» EXERCISE: Look through the records below, and whenever a line contains "body", copy it.

» EXERCISE INPUT:
################
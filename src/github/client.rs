//! GitHub REST/GraphQL client

use crate::config::Config;
use crate::errors::{CodeyError, Result};
use crate::github::models::GraphQlResponse;
use async_trait::async_trait;
use reqwest::{header, Client, Response};
use serde::de::DeserializeOwned;
use serde_json::{json, Value};
use std::sync::Arc;
use std::time::Duration;
use tracing::{debug, info, warn};

/// Query-string parameters for a GET request
pub type Query<'a> = [(&'a str, String)];

/// The two calls Codey makes against GitHub.
///
/// Implemented by [`GitHubClient`] for real runs and by in-memory fakes in tests.
#[async_trait]
pub trait GitHubApi: Send + Sync {
    /// Authenticated GET of a REST path; returns the decoded JSON body
    async fn get_json(&self, path: &str, query: &Query<'_>) -> Result<Value>;

    /// GraphQL POST; returns the `data` member, failing on an `errors` array
    async fn graphql(&self, query: &str, variables: Value) -> Result<Value>;
}

/// Page-size and page-cap for a paginated listing
#[derive(Debug, Clone, Copy, PartialEq, Eq)]
pub struct Pagination {
    pub per_page: u32,
    pub max_pages: u32,
}

/// GitHub API client
#[derive(Debug, Clone)]
pub struct GitHubClient {
    client: Client,
    api_url: String,
    graphql_url: String,
}

impl GitHubClient {
    /// Create a new client with bearer auth and the per-request timeout
    pub fn new(config: &Config) -> Result<Self> {
        config.validate()?;

        let mut headers = header::HeaderMap::new();
        let mut auth = header::HeaderValue::from_str(&format!("Bearer {}", config.token))
            .map_err(|e| CodeyError::config(format!("Invalid token format: {e}")))?;
        auth.set_sensitive(true);
        headers.insert(header::AUTHORIZATION, auth);
        headers.insert(
            header::ACCEPT,
            header::HeaderValue::from_static("application/vnd.github+json"),
        );
        headers.insert(
            "x-github-api-version",
            header::HeaderValue::from_static("2022-11-28"),
        );
        headers.insert(
            header::USER_AGENT,
            header::HeaderValue::from_static(concat!("codey/", env!("CARGO_PKG_VERSION"))),
        );

        let client = Client::builder()
            .timeout(Duration::from_secs(config.timeout_seconds))
            .default_headers(headers)
            .build()
            .map_err(|e| CodeyError::network(format!("Failed to create HTTP client: {e}")))?;

        info!("GitHub client initialized with base URL: {}", config.api_url);

        Ok(Self {
            client,
            api_url: config.api_url.trim_end_matches('/').to_string(),
            graphql_url: config.graphql_url.clone(),
        })
    }

    fn url(&self, path: &str) -> String {
        format!("{}/{}", self.api_url, path.trim_start_matches('/'))
    }

    /// Turn an HTTP response into JSON or a typed failure
    async fn handle_response(url: &str, response: Response) -> Result<Value> {
        let status = response.status();
        let body = response
            .text()
            .await
            .map_err(|e| CodeyError::network(format!("Failed to read response from {url}: {e}")))?;

        if !status.is_success() {
            return Err(CodeyError::ApiError {
                status: status.as_u16(),
                url: Arc::new(url.to_string()),
                body: Arc::new(body),
            });
        }

        serde_json::from_str(&body)
            .map_err(|e| CodeyError::parse(format!("Response from {url} is not JSON: {e}")))
    }
}

#[async_trait]
impl GitHubApi for GitHubClient {
    async fn get_json(&self, path: &str, query: &Query<'_>) -> Result<Value> {
        let url = self.url(path);
        debug!("GET {} {:?}", url, query);

        let response = self
            .client
            .get(&url)
            .query(query)
            .send()
            .await
            .map_err(|e| CodeyError::network(format!("Request to {url} failed: {e}")))?;

        Self::handle_response(&url, response).await
    }

    async fn graphql(&self, query: &str, variables: Value) -> Result<Value> {
        debug!("POST {}", self.graphql_url);

        let response = self
            .client
            .post(&self.graphql_url)
            .json(&json!({ "query": query, "variables": variables }))
            .send()
            .await
            .map_err(|e| {
                CodeyError::network(format!("Request to {} failed: {e}", self.graphql_url))
            })?;

        let value = Self::handle_response(&self.graphql_url, response).await?;
        graphql_data(value)
    }
}

/// Unwrap a GraphQL envelope into its `data`, surfacing `errors`
pub fn graphql_data(value: Value) -> Result<Value> {
    let envelope: GraphQlResponse<Value> = serde_json::from_value(value)
        .map_err(|e| CodeyError::parse(format!("Malformed GraphQL response: {e}")))?;

    if !envelope.errors.is_empty() {
        let messages: Vec<String> = envelope.errors.into_iter().map(|e| e.message).collect();
        return Err(CodeyError::GraphQlError(Arc::new(messages.join("; "))));
    }

    envelope
        .data
        .ok_or_else(|| CodeyError::parse("GraphQL response has no data"))
}

/// GET a path and decode it into `T`
pub async fn fetch<T, A>(api: &A, path: &str, query: &Query<'_>) -> Result<T>
where
    T: DeserializeOwned,
    A: GitHubApi + ?Sized,
{
    let value = api.get_json(path, query).await?;
    serde_json::from_value(value)
        .map_err(|e| CodeyError::parse(format!("Unexpected response shape from {path}: {e}")))
}

/// Walk `page=1..` until a short or empty page, a failure, or the page cap.
///
/// A failure mid-walk keeps the pages already read.
pub async fn fetch_paginated<T, A>(
    api: &A,
    path: &str,
    query: &Query<'_>,
    pagination: Pagination,
) -> Vec<T>
where
    T: DeserializeOwned,
    A: GitHubApi + ?Sized,
{
    let mut items = Vec::new();

    for page in 1..=pagination.max_pages {
        let mut params: Vec<(&str, String)> = query.to_vec();
        params.push(("per_page", pagination.per_page.to_string()));
        params.push(("page", page.to_string()));

        let batch: Vec<T> = match fetch(api, path, &params).await {
            Ok(batch) => batch,
            Err(e) => {
                warn!("Stopping pagination of {} at page {}: {}", path, page, e);
                break;
            }
        };

        let short_page = batch.len() < pagination.per_page as usize;
        if batch.is_empty() {
            break;
        }
        items.extend(batch);
        if short_page {
            break;
        }
    }

    debug!("Fetched {} items from {}", items.len(), path);
    items
}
################
» EXERCISE OUTPUT:
    /// Authenticated GET of a REST path; returns the decoded JSON body
        let body = response
                body: Arc::new(body),
        serde_json::from_str(&body)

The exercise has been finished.